I’ve been working quietly for the last eight months on PlainRL, a Ruby roguelike. It’s a full, working roguelike; it has the following features:

  • Fully Random: Almost everything in the game is entirely randomly-generated from a few lines of plain-text (seed data).
  • 30 Floors: Thirty floors of monster-slaying mayhem, complete with several side-quests. It’s a polished, full game, replete with weapons, armour, bows, everything!
  • Advanced Features: Weapon skills, player skills (both level up over time), and lots of interesting things.
  • Tweakable Content: You can change a great deal by editing a few plain-text files and a single globals file.
  • If that sounds like your fancy, give it a whirl (download link at the bottom of the post). I’m thankful for all the lessons I’ve learned along the way. I feel I have a good, solid grounding in Ruby now (useful for any Rails developer).

    Download it and take a look; it’s an interesting piece of code.

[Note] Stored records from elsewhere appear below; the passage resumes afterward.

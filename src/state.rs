//! Application state for Axum web framework.
//!
//! Contains the shared services accessible across all request handlers.

use crate::db::AsyncDbPool;
use crate::repositories::Repositories;
use crate::services::Services;

/// Shared state handed to every handler through axum's `State` extractor.
///
/// Cloning is cheap since the services share the pool through an Arc.
#[derive(Clone)]
pub struct AppState {
    pub services: Services,
}

impl AppState {
    /// Wires repositories and services on top of `pool`.
    ///
    /// # Example
    /// ```ignore
    /// let pool = establish_async_connection_pool(&settings.database).await?;
    /// let state = AppState::new(pool);
    /// ```
    pub fn new(pool: AsyncDbPool) -> Self {
        let repos = Repositories::new(pool);
        Self {
            services: Services::new(repos),
        }
    }
}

    Download the source here: PlainRL 1.0

    SVN repository: http://OpenSVN.csie.org/plainrl

    Edit: I’ve tried various versions of Curses/NCurses on Windows, and in all cases, the game just freezes if you hold down a key. If you’re on Windows, use Cygwin.

About Ashiq Alibhai

Ashiq Alibhai, PMP, has been a Rails aficionado since 2007, and developed web applications since early 2003, where he learned PHP in one summer. As the driving-force behind RailsRocket and the Launchpad project, he seeks to share the ease of development with Rails far and wide.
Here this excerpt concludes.